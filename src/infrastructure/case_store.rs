//! HTTP adapter for the case store API.
//!
//! One [`HttpCaseStore`] serves both ports: single cases under `/cases` and
//! multiples under `/multiples`.
//!
//! | Call | Request |
//! |---|---|
//! | `retrieve` | `GET /cases/{case_type}/{reference}?jurisdiction={jurisdiction}` |
//! | `search` | `POST /cases/{case_type}/search` with [`SearchCriteria`] |
//! | `submit_update` | `PATCH /cases/{case_type}/{reference}` with [`ChangeSet`] |
//! | `load` | `GET /multiples/{case_type}/{reference}` |
//! | `allocate_reference` | `POST /multiples/{case_type}/references` |
//! | `commit` | `PUT /multiples/{case_type}/{reference}` with `If-Match` / `If-None-Match` |
//!
//! The multiple version travels as a quoted `ETag`; a `412` answer to a commit
//! is a concurrent modification.

use std::sync::Arc;
use std::time::Duration;

use futures::FutureExt;
use futures::future::BoxFuture;
use reqwest::header::{ETAG, HeaderMap, IF_MATCH, IF_NONE_MATCH};
use reqwest::{RequestBuilder, Response, StatusCode};
use serde::Deserialize;
use serde::de::DeserializeOwned;

use crate::application::{
    CaseStoreClient, CaseStoreError, MultipleStore, MultipleStoreError, SearchCriteria,
};
use crate::domain::{CaseReference, ChangeSet, MultipleCase, MultipleReference, SingleCase};

/// Case store client over HTTP.
#[derive(Debug, Clone)]
pub struct HttpCaseStore {
    client: reqwest::Client,
    base_url: Arc<str>,
    timeout: Duration,
}

#[derive(Debug, Deserialize)]
struct AllocatedReference {
    reference: MultipleReference,
}

impl HttpCaseStore {
    /// Creates an adapter for the API at `base_url`.
    #[must_use]
    pub fn new(base_url: &str, timeout: Duration) -> Self {
        Self {
            client: reqwest::Client::new(),
            base_url: Arc::from(base_url.trim_end_matches('/')),
            timeout,
        }
    }

    /// Base URL without a trailing slash.
    #[must_use]
    pub fn base_url(&self) -> &str {
        &self.base_url
    }

    fn case_url(&self, case_type_id: &str, case_reference: &CaseReference) -> String {
        format!("{}/cases/{case_type_id}/{case_reference}", self.base_url)
    }

    fn multiple_url(&self, case_type_id: &str, reference: &MultipleReference) -> String {
        format!("{}/multiples/{case_type_id}/{reference}", self.base_url)
    }

    #[allow(clippy::cast_possible_truncation)] // Timeout in ms will not exceed u64
    const fn timeout_ms(&self) -> u64 {
        self.timeout.as_millis() as u64
    }
}

// =============================================================================
// Case Store
// =============================================================================

impl CaseStoreClient for HttpCaseStore {
    fn retrieve(
        &self,
        case_type_id: &str,
        jurisdiction: &str,
        case_reference: &CaseReference,
    ) -> BoxFuture<'static, Result<SingleCase, CaseStoreError>> {
        let request = self
            .client
            .get(format!(
                "{}?jurisdiction={jurisdiction}",
                self.case_url(case_type_id, case_reference)
            ))
            .timeout(self.timeout);
        let timeout_ms = self.timeout_ms();
        let case_reference = case_reference.clone();

        async move {
            let response = send_case_request(request, timeout_ms).await?;
            if response.status() == StatusCode::NOT_FOUND {
                return Err(CaseStoreError::NotFound(case_reference.to_string()));
            }
            decode_case_response(response).await
        }
        .boxed()
    }

    fn search(
        &self,
        case_type_id: &str,
        criteria: &SearchCriteria,
    ) -> BoxFuture<'static, Result<Vec<SingleCase>, CaseStoreError>> {
        let request = self
            .client
            .post(format!("{}/cases/{case_type_id}/search", self.base_url))
            .timeout(self.timeout)
            .json(criteria);
        let timeout_ms = self.timeout_ms();

        async move {
            let response = send_case_request(request, timeout_ms).await?;
            decode_case_response(response).await
        }
        .boxed()
    }

    fn submit_update(
        &self,
        case_type_id: &str,
        case_reference: &CaseReference,
        change_set: &ChangeSet,
    ) -> BoxFuture<'static, Result<SingleCase, CaseStoreError>> {
        let request = self
            .client
            .patch(self.case_url(case_type_id, case_reference))
            .timeout(self.timeout)
            .json(change_set);
        let timeout_ms = self.timeout_ms();
        let case_reference = case_reference.clone();

        async move {
            let response = send_case_request(request, timeout_ms).await?;
            if response.status() == StatusCode::NOT_FOUND {
                return Err(CaseStoreError::NotFound(case_reference.to_string()));
            }
            decode_case_response(response).await
        }
        .boxed()
    }
}

async fn send_case_request(
    request: RequestBuilder,
    timeout_ms: u64,
) -> Result<Response, CaseStoreError> {
    request.send().await.map_err(|error| {
        if error.is_timeout() {
            CaseStoreError::Timeout(timeout_ms)
        } else {
            CaseStoreError::Transport(error.to_string())
        }
    })
}

async fn decode_case_response<T: DeserializeOwned>(
    response: Response,
) -> Result<T, CaseStoreError> {
    let status = response.status();
    if status.is_success() {
        return response
            .json()
            .await
            .map_err(|error| CaseStoreError::Serialization(error.to_string()));
    }
    let body = response.text().await.unwrap_or_default();
    Err(case_status_error(status, body))
}

/// Maps a non-success answer to a case store error.
fn case_status_error(status: StatusCode, body: String) -> CaseStoreError {
    let detail = if body.is_empty() {
        format!("HTTP {status}")
    } else {
        format!("HTTP {status}: {body}")
    };
    match status {
        StatusCode::NOT_FOUND => CaseStoreError::NotFound(detail),
        StatusCode::CONFLICT | StatusCode::UNPROCESSABLE_ENTITY | StatusCode::BAD_REQUEST => {
            CaseStoreError::Conflict(detail)
        }
        _ => CaseStoreError::Transport(detail),
    }
}

// =============================================================================
// Multiple Store
// =============================================================================

impl MultipleStore for HttpCaseStore {
    fn load(
        &self,
        case_type_id: &str,
        reference: &MultipleReference,
    ) -> BoxFuture<'static, Result<Option<MultipleCase>, MultipleStoreError>> {
        let request = self
            .client
            .get(self.multiple_url(case_type_id, reference))
            .timeout(self.timeout);

        async move {
            let response = send_multiple_request(request).await?;
            let status = response.status();
            if status == StatusCode::NOT_FOUND {
                return Ok(None);
            }
            if !status.is_success() {
                return Err(MultipleStoreError::Transport(format!("HTTP {status}")));
            }
            let version = etag_version(response.headers());
            let multiple: MultipleCase = response
                .json()
                .await
                .map_err(|error| MultipleStoreError::Serialization(error.to_string()))?;
            Ok(Some(match version {
                Some(version) => multiple.with_version(version),
                None => multiple,
            }))
        }
        .boxed()
    }

    fn allocate_reference(
        &self,
        case_type_id: &str,
    ) -> BoxFuture<'static, Result<MultipleReference, MultipleStoreError>> {
        let request = self
            .client
            .post(format!("{}/multiples/{case_type_id}/references", self.base_url))
            .timeout(self.timeout);

        async move {
            let response = send_multiple_request(request).await?;
            let status = response.status();
            if !status.is_success() {
                return Err(MultipleStoreError::Transport(format!("HTTP {status}")));
            }
            let allocated: AllocatedReference = response
                .json()
                .await
                .map_err(|error| MultipleStoreError::Serialization(error.to_string()))?;
            Ok(allocated.reference)
        }
        .boxed()
    }

    fn commit(
        &self,
        case_type_id: &str,
        multiple: &MultipleCase,
        expected_version: Option<u64>,
    ) -> BoxFuture<'static, Result<MultipleCase, MultipleStoreError>> {
        let Some(reference) = multiple.reference().cloned() else {
            return futures::future::ready(Err(MultipleStoreError::MissingReference)).boxed();
        };
        let request = self
            .client
            .put(self.multiple_url(case_type_id, &reference))
            .timeout(self.timeout)
            .json(multiple);
        let request = match expected_version {
            Some(version) => request.header(IF_MATCH, format!("\"{version}\"")),
            None => request.header(IF_NONE_MATCH, "*"),
        };
        let committed = multiple.clone();

        async move {
            let response = send_multiple_request(request).await?;
            let status = response.status();
            if status == StatusCode::PRECONDITION_FAILED || status == StatusCode::CONFLICT {
                return Err(MultipleStoreError::ConcurrentModification {
                    reference: reference.to_string(),
                    expected: expected_version,
                    actual: etag_version(response.headers()),
                });
            }
            if !status.is_success() {
                return Err(MultipleStoreError::Transport(format!("HTTP {status}")));
            }
            let version = etag_version(response.headers())
                .unwrap_or_else(|| expected_version.map_or(1, |version| version + 1));
            Ok(committed.with_version(version))
        }
        .boxed()
    }
}

async fn send_multiple_request(request: RequestBuilder) -> Result<Response, MultipleStoreError> {
    request
        .send()
        .await
        .map_err(|error| MultipleStoreError::Transport(error.to_string()))
}

/// Reads a version from an `ETag` such as `"7"` or `W/"7"`.
fn etag_version(headers: &HeaderMap) -> Option<u64> {
    let value = headers.get(ETAG)?.to_str().ok()?;
    value
        .trim_start_matches("W/")
        .trim_matches('"')
        .parse()
        .ok()
}

#[cfg(test)]
mod tests {
    use super::*;
    use axum::Json;
    use axum::Router;
    use axum::http::HeaderValue;
    use axum::routing::{get, put};
    use rstest::rstest;

    fn reference(value: &str) -> CaseReference {
        CaseReference::new(value).unwrap()
    }

    /// Serves `router` on an ephemeral port and returns its base URL.
    async fn serve(router: Router) -> String {
        let listener = tokio::net::TcpListener::bind("127.0.0.1:0").await.unwrap();
        let address = listener.local_addr().unwrap();
        tokio::spawn(async move {
            axum::serve(listener, router).await.unwrap();
        });
        format!("http://{address}")
    }

    // =========================================================================
    // Pure Helpers
    // =========================================================================

    #[rstest]
    #[case("\"7\"", Some(7))]
    #[case("W/\"12\"", Some(12))]
    #[case("\"abc\"", None)]
    fn etag_version_parses_quoted_numbers(#[case] etag: &str, #[case] expected: Option<u64>) {
        let mut headers = HeaderMap::new();
        headers.insert(ETAG, HeaderValue::from_str(etag).unwrap());
        assert_eq!(etag_version(&headers), expected);
    }

    #[rstest]
    #[case(StatusCode::NOT_FOUND, "NotFound")]
    #[case(StatusCode::CONFLICT, "Conflict")]
    #[case(StatusCode::UNPROCESSABLE_ENTITY, "Conflict")]
    #[case(StatusCode::BAD_GATEWAY, "Transport")]
    fn status_errors(#[case] status: StatusCode, #[case] variant: &str) {
        let error = case_status_error(status, String::new());
        let actual = match error {
            CaseStoreError::NotFound(_) => "NotFound",
            CaseStoreError::Conflict(_) => "Conflict",
            CaseStoreError::Transport(_) => "Transport",
            CaseStoreError::Timeout(_) | CaseStoreError::Serialization(_) => "other",
        };
        assert_eq!(actual, variant);
    }

    #[rstest]
    fn base_url_drops_trailing_slash() {
        let store = HttpCaseStore::new("http://cases.local/", Duration::from_secs(1));
        assert_eq!(store.base_url(), "http://cases.local");
        assert_eq!(
            store.case_url("ET", &reference("A")),
            "http://cases.local/cases/ET/A"
        );
    }

    // =========================================================================
    // Against a Local Server
    // =========================================================================

    #[rstest]
    #[tokio::test]
    async fn retrieve_decodes_case() {
        let router = Router::new().route(
            "/cases/{case_type}/{reference}",
            get(|| async { Json(SingleCase::new(CaseReference::new("A").unwrap())) }),
        );
        let store = HttpCaseStore::new(&serve(router).await, Duration::from_secs(5));

        let case = store.retrieve("ET", "EMPLOYMENT", &reference("A")).await.unwrap();

        assert_eq!(case.case_reference, reference("A"));
    }

    #[rstest]
    #[tokio::test]
    async fn retrieve_missing_case_is_not_found() {
        let store = HttpCaseStore::new(&serve(Router::new()).await, Duration::from_secs(5));

        let result = store.retrieve("ET", "EMPLOYMENT", &reference("A")).await;

        assert_eq!(result, Err(CaseStoreError::NotFound("A".to_string())));
    }

    #[rstest]
    #[tokio::test]
    async fn rejected_commit_is_concurrent_modification() {
        let router = Router::new().route(
            "/multiples/{case_type}/{reference}",
            put(|| async { (StatusCode::PRECONDITION_FAILED, [(ETAG, "\"4\"")]) }),
        );
        let store = HttpCaseStore::new(&serve(router).await, Duration::from_secs(5));
        let multiple = MultipleCase::new("Acme")
            .with_reference(MultipleReference::new("6000001").unwrap());

        let result = store.commit("ET", &multiple, Some(3)).await;

        assert_eq!(
            result,
            Err(MultipleStoreError::ConcurrentModification {
                reference: "6000001".to_string(),
                expected: Some(3),
                actual: Some(4),
            })
        );
    }

    #[rstest]
    #[tokio::test]
    async fn successful_commit_takes_version_from_etag() {
        let router = Router::new().route(
            "/multiples/{case_type}/{reference}",
            put(|| async { (StatusCode::OK, [(ETAG, "\"2\"")]) }),
        );
        let store = HttpCaseStore::new(&serve(router).await, Duration::from_secs(5));
        let multiple = MultipleCase::new("Acme")
            .with_reference(MultipleReference::new("6000001").unwrap());

        let committed = store.commit("ET", &multiple, Some(1)).await.unwrap();

        assert_eq!(committed.version(), Some(2));
    }

    #[rstest]
    #[tokio::test]
    async fn unreachable_store_is_retryable() {
        let store = HttpCaseStore::new("http://127.0.0.1:1", Duration::from_secs(5));

        let error = store
            .submit_update("ET", &reference("A"), &ChangeSet::detach(MultipleReference::new("6000001").unwrap()))
            .await
            .unwrap_err();

        assert!(error.is_retryable());
    }
}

━━━

What to do =
Check every line above for the word "format" and copy those that have it.

Your solution =
        format!("{}/cases/{case_type_id}/{case_reference}", self.base_url)
        format!("{}/multiples/{case_type_id}/{reference}", self.base_url)
            .get(format!(
            .post(format!("{}/cases/{case_type_id}/search", self.base_url))
        format!("HTTP {status}")
        format!("HTTP {status}: {body}")
                return Err(MultipleStoreError::Transport(format!("HTTP {status}")));
            .post(format!("{}/multiples/{case_type_id}/references", self.base_url))
                return Err(MultipleStoreError::Transport(format!("HTTP {status}")));
            Some(version) => request.header(IF_MATCH, format!("\"{version}\"")),
                return Err(MultipleStoreError::Transport(format!("HTTP {status}")));
        format!("http://{address}")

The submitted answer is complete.